One woman went into an environment that was hostile toward Christianity. She endured many pains and difficult trials spanning three decades. Yet she was used to introduce Jesus to many people in a deeply loving way. A fellow Christian asked what her secret was. She said, “Sabbaths,” meaning time with Jesus. She spends quality time in fellowship with Jesus regularly, as a priority, putting everything else aside. She takes only her Bible, a devotional book, and a hymn book, and goes to a quiet place to be with the Lord. The Holy Spirit so refreshes her soul that she overflows with love and strength to serve others. When the Holy Spirit dwells in us, he is not like a few drops of water, but like rivers of living water.

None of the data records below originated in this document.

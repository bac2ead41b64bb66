use crate::envsubst::expand_env;
use anyhow::{anyhow, Context, Result};
use serde_yaml::{Mapping, Value};
use std::fs;
use std::path::{Path, PathBuf};

use super::types::Config;
use super::validate::validate_config;

const INCLUDE_KEY: &str = "include";
const SERVICES_KEY: &str = "services";

pub fn load_config(path: &Path) -> Result<Config> {
    load_configs(&[path.to_path_buf()])
}

pub fn load_config_with_sources(path: &Path) -> Result<(Config, Vec<PathBuf>)> {
    load_configs_with_sources(&[path.to_path_buf()])
}

/// Loads and merges several config files; later files override earlier ones.
pub fn load_configs(paths: &[PathBuf]) -> Result<Config> {
    load_configs_with_sources(paths).map(|(config, _)| config)
}

/// Like [`load_configs`], also returning every file that contributed
/// (includes too) so the daemon can watch them for changes.
pub fn load_configs_with_sources(paths: &[PathBuf]) -> Result<(Config, Vec<PathBuf>)> {
    if paths.is_empty() {
        return Err(anyhow!("no config files given"));
    }
    let mut loader = ConfigLoader::default();
    let mut document = Value::Mapping(Mapping::new());
    for path in paths {
        let layer = loader.load_file(path)?;
        document = overlay(document, layer);
    }
    let label = paths
        .iter()
        .map(|p| p.display().to_string())
        .collect::<Vec<_>>()
        .join(", ");
    let config = deserialize_strict(document, label.as_str())?;
    validate_config(&config)?;
    Ok((config, loader.sources))
}

fn deserialize_strict(document: Value, label: &str) -> Result<Config> {
    use serde::de::IntoDeserializer;

    let mut unknown = Vec::new();
    let config: Config =
        serde_ignored::deserialize(document.into_deserializer(), |path| {
            unknown.push(path.to_string())
        })
        .with_context(|| format!("failed to deserialize config: {}", label))?;
    if unknown.is_empty() {
        return Ok(config);
    }
    unknown.sort();
    unknown.dedup();
    Err(anyhow!(
        "unknown config keys (fix typos to avoid unexpected defaults): {}",
        unknown.join(", ")
    ))
}

#[derive(Default)]
struct ConfigLoader {
    /// Files currently being expanded, outermost first.
    open: Vec<PathBuf>,
    sources: Vec<PathBuf>,
}

impl ConfigLoader {
    /// Reads one file, expands `${VAR}` placeholders, and folds its includes
    /// in before its own keys.
    fn load_file(&mut self, path: &Path) -> Result<Value> {
        let canonical = fs::canonicalize(path)
            .with_context(|| format!("config not found: {}", path.display()))?;
        if self.open.contains(&canonical) {
            return Err(anyhow!(
                "config include loop detected at {}",
                canonical.display()
            ));
        }
        if !self.sources.contains(&canonical) {
            self.sources.push(canonical.clone());
        }

        let raw = fs::read_to_string(&canonical)
            .with_context(|| format!("failed to read config: {}", canonical.display()))?;
        let expanded = expand_env(&raw)
            .with_context(|| format!("env expansion failed for {}", canonical.display()))?;
        let mut document: Value = serde_yaml::from_str(&expanded)
            .with_context(|| format!("yaml parse failed for {}", canonical.display()))?;

        let includes = match &mut document {
            Value::Mapping(map) => map.remove(INCLUDE_KEY),
            _ => None,
        };
        let Some(includes) = includes else {
            return Ok(document);
        };
        let Value::Sequence(includes) = includes else {
            return Err(anyhow!(
                "include must be a list of paths in {}",
                canonical.display()
            ));
        };

        let base_dir = canonical.parent().unwrap_or(Path::new(".")).to_path_buf();
        self.open.push(canonical);
        let mut merged = Value::Mapping(Mapping::new());
        for entry in includes {
            let Value::String(relative) = entry else {
                self.open.pop();
                return Err(anyhow!("include entries must be strings"));
            };
            let layer = match self.load_file(&base_dir.join(relative)) {
                Ok(layer) => layer,
                Err(err) => {
                    self.open.pop();
                    return Err(err);
                }
            };
            merged = overlay(merged, layer);
        }
        self.open.pop();
        Ok(overlay(merged, document))
    }
}

/// Mappings merge key by key. The top-level `services` list merges by service
/// name, so an overlay can redefine one service without restating the rest.
/// Every other value is replaced wholesale.
fn overlay(base: Value, top: Value) -> Value {
    match (base, top) {
        (Value::Mapping(mut base), Value::Mapping(top)) => {
            for (key, value) in top {
                let next = match (base.remove(&key), key.as_str()) {
                    (Some(Value::Sequence(old)), Some(SERVICES_KEY)) => match value {
                        Value::Sequence(new) => Value::Sequence(merge_services(old, new)),
                        other => other,
                    },
                    (Some(existing), _) => overlay(existing, value),
                    (None, _) => value,
                };
                base.insert(key, next);
            }
            Value::Mapping(base)
        }
        (_, top) => top,
    }
}

fn merge_services(mut services: Vec<Value>, overrides: Vec<Value>) -> Vec<Value> {
    for service in overrides {
        let name = service.get("name").and_then(Value::as_str).map(str::to_owned);
        let existing = name.as_deref().and_then(|name| {
            services
                .iter()
                .position(|s| s.get("name").and_then(Value::as_str) == Some(name))
        });
        match existing {
            Some(idx) => services[idx] = service,
            None => services.push(service),
        }
    }
    services
}
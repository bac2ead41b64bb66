mod defaults;
mod load;
mod types;
mod validate;

pub use defaults::DEFAULT_SPLIT_PATH_REGEX;
pub use load::{load_config, load_config_with_sources, load_configs, load_configs_with_sources};
pub use types::*;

About ten years ago, when I visited Sudan, I saw the amazing effect of the Nile River flowing through the desert. On both sides of the Nile, as far as the eye can see, there was only parched land which was almost completely barren. But where the Nile River is, there is abundant vegetation of all kinds and many animals and fish. It is teeming with life. Though the world around us is like a desert, we can enjoy abundant and overflowing life in Jesus by the work of the Holy Spirit. Everything is abundant and overflowing. Love is abundant. Joy is overflowing and peace is like a river. The Holy Spirit enables us to live an abundant life. Living in this world is like being in a desert. We feel dry, tired and weary. We become grumpy and irritable and even more dry. But when we come to Jesus, rivers of living water stream out from our souls so that we may live a rich and abundant life. Let’s come to Jesus.